A sex trafficking victim has spoken out about her horrifying ordeal in a warning to vulnerable girls, revealing how a predator used Facebook to lure her when she was just 15 years old.
The woman, 24, asked to remain anonymous and was too fearful even to reveal her face as she described her nightmare experience in an interview with 60 Minutes that aired on Sunday night.
She described how a trafficker used Facebook to gain her confidence before raping her and posting an ad on Backpage.com to sell her for sex to strangers.
The victim has a pending lawsuit against Facebook, accusing the company of failing to take steps against sex predators on its platform. A Facebook spokesman told DailyMail.com that the company takes strong measures to thwart sex trafficking.
A sex trafficking victim has spoken out about her horrifying ordeal in a warning to vulnerable girls, revealing how a predator used Facebook to lure her when she was just 15 years old
The victim has a pending lawsuit against Facebook, accusing the company of failing to take steps against sex predators on its platform. Facebook’s headquarters are seen in a file photo
Clearly overcome with emotion, the woman known only as Jane Doe struggled to compose herself and share her ordeal in the 60 Minutes interview.
‘I don’t think I can do this,’ she told correspondent Laurie Segall before getting up to leave the interview. Moments later, Doe sat down and agreed to continue.
In 2012, the young woman was just 15 and living with her mother in Texas when she got a friend request from someone she believed was her own age.
‘I wanted to have all my friends on Facebook,’ the woman recalled.
In reality, her new online friend was a sex trafficker in disguise, using a fake account.
The predator groomed her over Facebook, telling her that she was beautiful and offering to pay her $2,000 a week to work as a model.
‘He waited until I got into an argument with my mother,’ she recalled. ‘And I just wanted to go. So I was feeling like the best option was to go make $2,000 being a model.’
The sex predator picked her up at her home and drove her to a hotel to take ‘modeling photos’ — but Jane Doe quickly realized that something was horribly wrong.
60 Minutes correspondent Laurie Segall (above) interviewed the sex trafficking survivor
‘I was basically like, “These are not modeling pictures.” I was half naked, I’m in a bra and panties, and I told him, I want to go home, I don’t want to be here,’ she said.
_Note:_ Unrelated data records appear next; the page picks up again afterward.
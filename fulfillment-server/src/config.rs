//! Server configuration.

use chrono_tz::Tz;
use std::path::PathBuf;

/// Configuration for one fulfillment core instance.
///
/// One instance serves exactly one venue; multi-venue deployments run one
/// instance per venue and scope notifications by `venue_id`.
#[derive(Debug, Clone)]
pub struct ServerConfig {
    pub venue_id: String,
    pub venue_name: String,
    /// Path of the redb database file
    pub db_path: PathBuf,
    /// Venue-local timezone, used for ticket rendering
    pub timezone: Tz,
    /// Capacity of the change-notice broadcast channel
    pub channel_capacity: usize,
}

impl ServerConfig {
    pub fn new(venue_id: impl Into<String>, db_path: impl Into<PathBuf>) -> Self {
        Self {
            venue_id: venue_id.into(),
            venue_name: String::new(),
            db_path: db_path.into(),
            timezone: chrono_tz::America::Sao_Paulo,
            channel_capacity: 4096,
        }
    }

    pub fn with_venue_name(mut self, name: impl Into<String>) -> Self {
        self.venue_name = name.into();
        self
    }

    pub fn with_timezone(mut self, tz: Tz) -> Self {
        self.timezone = tz;
        self
    }
}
‘And as soon as I said that, I got hit,’ she added. The predator then raped the teen girl, before taking explicit photos of her and posting them on Backpage.com, which was then the nation’s largest online marketplace for prostitution.
Responses to the ad flooded in, and over the course of 12 hours, the trafficker allowed numerous strangers to rape the underage girl as he collected the money, the traumatized victim revealed.
Eventually, the girl was able to gain access to her cell phone and called her mother, who immediately alerted police.
The sex trafficker and another rapist were arrested on the scene, and later sentenced to multiple decades in prison after the victim bravely took the stand to testify against them.
The news program didn’t names the perpetrators and didn’t give enough detail for their crimes to be traceable to public records.
Jane Doe described how a trafficker used Facebook to gain her confidence before raping her and posting an ad on Backpage.com to sell her for sex to strangers
Backpage.com was seized by federal authorities in 2018 after an investigation revealed that it had become a hub of illegal prostitution, often involving minors.
Now, Jane Doe is suing Facebook in a case that could go all the way to the Supreme Court, alleging that the social media company doesn’t do enough to stop sex trafficking on its platform.
‘It’s unbelievable to me, it’s unimaginable. I never thought that at 24 I’d be suing Facebook,’ she told 60 Minutes.
In a statement to DailyMail.com, a Facebook spokesman said: ‘Human trafficking is abhorrent and is not allowed on Facebook.’
‘We use technology to thwart this kind of abuse and we encourage people to use the reporting links found across our site so that our team of experts can review the content swiftly,’ the spokesman added.
‘Facebook also works closely with anti-trafficking organizations and other technology companies, and we report all apparent instances of child sexual exploitation to the National Center for Missing and Exploited Children,’ he said.
Federal officials have estimated that up to 100,000 minors are trafficked for sex in the U.S. every year. In 2019, an estimated 40 percent of them were victimized after initially meeting the traffickers online.